Youtuberがドラマに出るためにランキングをあげていた活動についてだ。
Youtuberの作品を昔の友達に見られて笑われた(?)ことが悔しくて、
ランキングを上げ、ドラマ出演を目指すという話。
これは他者比較によって自分の価値を上げようとする行為で、ここは幸せという観点では非常にいただけない。
また、当初からハイテンションの女性、突如本性として暗くなって、傾聴など出来ていないと素に戻る。
この両者に共通するのは、自己受容が出来ていないことである。(自己肯定では無く、自己受容。良い自分も悪い自分も認めること)。
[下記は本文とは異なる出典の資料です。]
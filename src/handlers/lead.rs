use crate::error::{AppError, AppResult};
use crate::models::*;
use crate::services::LeadFormService;
use actix_web::{HttpResponse, ResponseError, Result, web};
use uuid::Uuid;

#[utoipa::path(
    post,
    path = "/leads/forms",
    tag = "leads",
    responses(
        (status = 201, description = "表单已创建", body = FormApiResponse),
        (status = 429, description = "同时打开的表单过多")
    )
)]
pub async fn create_form(lead_service: web::Data<LeadFormService>) -> Result<HttpResponse> {
    match lead_service.create_form().await {
        Ok(view) => Ok(HttpResponse::Created().json(ApiResponse::success(view))),
        Err(e) => Ok(e.error_response()),
    }
}

#[utoipa::path(
    get,
    path = "/leads/forms/{form_id}",
    tag = "leads",
    params(("form_id" = Uuid, Path, description = "表单 ID")),
    responses(
        (status = 200, description = "表单状态", body = FormApiResponse),
        (status = 404, description = "表单不存在或已过期"),
        (status = 409, description = "该表单有请求正在处理")
    )
)]
pub async fn get_form(
    lead_service: web::Data<LeadFormService>,
    path: web::Path<Uuid>,
) -> Result<HttpResponse> {
    match lead_service.form(path.into_inner()).await {
        Ok(view) => Ok(HttpResponse::Ok().json(ApiResponse::success(view))),
        Err(e) => Ok(e.error_response()),
    }
}

#[utoipa::path(
    post,
    path = "/leads/forms/{form_id}/send-code",
    tag = "leads",
    params(("form_id" = Uuid, Path, description = "表单 ID")),
    request_body = SendCodeRequest,
    responses(
        (status = 200, description = "验证码已发送", body = FormApiResponse),
        (status = 400, description = "手机号为空或格式错误"),
        (status = 409, description = "该表单有请求正在处理"),
        (status = 422, description = "验证服务拒绝"),
        (status = 502, description = "验证服务不可达"),
        (status = 503, description = "缺少验证服务配置")
    )
)]
pub async fn send_code(
    lead_service: web::Data<LeadFormService>,
    path: web::Path<Uuid>,
    request: web::Json<SendCodeRequest>,
) -> Result<HttpResponse> {
    match lead_service
        .send_code(path.into_inner(), &request.phone)
        .await
    {
        Ok(view) => Ok(HttpResponse::Ok().json(ApiResponse::success_with_message(
            view,
            "OTP has been sent to your phone!",
        ))),
        Err(e) => Ok(e.error_response()),
    }
}

#[utoipa::path(
    post,
    path = "/leads/forms/{form_id}/resend-code",
    tag = "leads",
    params(("form_id" = Uuid, Path, description = "表单 ID")),
    request_body(content = ResendCodeRequest, description = "不传号码时沿用已发送的号码"),
    responses(
        (status = 200, description = "验证码已重新发送", body = FormApiResponse),
        (status = 400, description = "手机号为空或格式错误"),
        (status = 409, description = "该表单有请求正在处理"),
        (status = 422, description = "验证服务拒绝"),
        (status = 502, description = "验证服务不可达"),
        (status = 503, description = "缺少验证服务配置")
    )
)]
pub async fn resend_code(
    lead_service: web::Data<LeadFormService>,
    path: web::Path<Uuid>,
    body: web::Bytes,
) -> Result<HttpResponse> {
    let request = match parse_resend_body(&body) {
        Ok(request) => request,
        Err(e) => return Ok(e.error_response()),
    };
    match lead_service
        .resend_code(path.into_inner(), request.phone.as_deref())
        .await
    {
        Ok(view) => Ok(HttpResponse::Ok().json(ApiResponse::success_with_message(
            view,
            "New OTP has been sent to your phone!",
        ))),
        Err(e) => Ok(e.error_response()),
    }
}

#[utoipa::path(
    post,
    path = "/leads/forms/{form_id}/verify-code",
    tag = "leads",
    params(("form_id" = Uuid, Path, description = "表单 ID")),
    request_body = VerifyCodeRequest,
    responses(
        (status = 200, description = "手机号验证成功", body = FormApiResponse),
        (status = 400, description = "验证码格式错误或尚未发送"),
        (status = 409, description = "该表单有请求正在处理"),
        (status = 422, description = "验证码错误或已过期"),
        (status = 502, description = "验证服务不可达"),
        (status = 503, description = "缺少验证服务配置")
    )
)]
pub async fn verify_code(
    lead_service: web::Data<LeadFormService>,
    path: web::Path<Uuid>,
    request: web::Json<VerifyCodeRequest>,
) -> Result<HttpResponse> {
    match lead_service
        .verify_code(path.into_inner(), &request.code)
        .await
    {
        Ok(view) => Ok(HttpResponse::Ok().json(ApiResponse::success_with_message(
            view,
            "Phone number verified successfully!",
        ))),
        Err(e) => Ok(e.error_response()),
    }
}

#[utoipa::path(
    post,
    path = "/leads/forms/{form_id}/submit",
    tag = "leads",
    params(("form_id" = Uuid, Path, description = "表单 ID")),
    request_body = LeadSubmission,
    responses(
        (status = 200, description = "线索已提交", body = SubmissionApiResponse),
        (status = 400, description = "表单内容不合法"),
        (status = 403, description = "手机号尚未验证"),
        (status = 409, description = "该表单有请求正在处理"),
        (status = 502, description = "接收端不可达"),
        (status = 503, description = "缺少接收端配置")
    )
)]
pub async fn submit_lead(
    lead_service: web::Data<LeadFormService>,
    path: web::Path<Uuid>,
    request: web::Json<LeadSubmission>,
) -> Result<HttpResponse> {
    match lead_service
        .submit_lead(path.into_inner(), request.into_inner())
        .await
    {
        Ok(receipt) => Ok(HttpResponse::Ok().json(ApiResponse::success_with_message(
            receipt,
            "Form submitted successfully! We will contact you soon.",
        ))),
        Err(e) => Ok(e.error_response()),
    }
}

/// 空请求体视为未传号码；非空时必须是合法 JSON
fn parse_resend_body(body: &[u8]) -> AppResult<ResendCodeRequest> {
    if body.iter().all(u8::is_ascii_whitespace) {
        return Ok(ResendCodeRequest::default());
    }
    serde_json::from_slice(body)
        .map_err(|e| AppError::ValidationError(format!("Json deserialize error: {e}")))
}

/// 请求体解析失败时返回统一的错误结构
fn json_config() -> web::JsonConfig {
    web::JsonConfig::default()
        .error_handler(|err, _req| AppError::ValidationError(err.to_string()).into())
}

pub fn lead_config(cfg: &mut web::ServiceConfig) {
    cfg.service(
        web::scope("/leads")
            .app_data(json_config())
            .route("/forms", web::post().to(create_form))
            .route("/forms/{form_id}", web::get().to(get_form))
            .route("/forms/{form_id}/send-code", web::post().to(send_code))
            .route("/forms/{form_id}/resend-code", web::post().to(resend_code))
            .route("/forms/{form_id}/verify-code", web::post().to(verify_code))
            .route("/forms/{form_id}/submit", web::post().to(submit_lead)),
    );
}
ありのままの自己を受け入れる。今の自分が存在するだけでいい、出来ていない自分でも良い。
自己肯定するためには、まず自己受容が必要である。
この両者が、結局凹んだ人たちになったたままで終了してしまったため、
何かしら、今後の彼、彼女らの動きが気になるところ。
逆に、他者比較ではなく自分の道を切り開いた女性もいた。
大学への受験を目指して山で迷子になった(?)彼女だ。
自分のやりたいことが見えてきて、シェアハウスというある種安住の地から、未開の地に飛び出そうとしている。
ここで舞台の情報からは離れるが、慶応大の前野先生が因子分析で解析した幸せの4因子について触れよう。
これは様々な心理アンケート結果分析し、幸せを構成する主要4因子を見つけたという論文の内容になる。
なお、アドラーがいう共同体感覚などとも関連しているので、大きな嘘はないと個人的には思う。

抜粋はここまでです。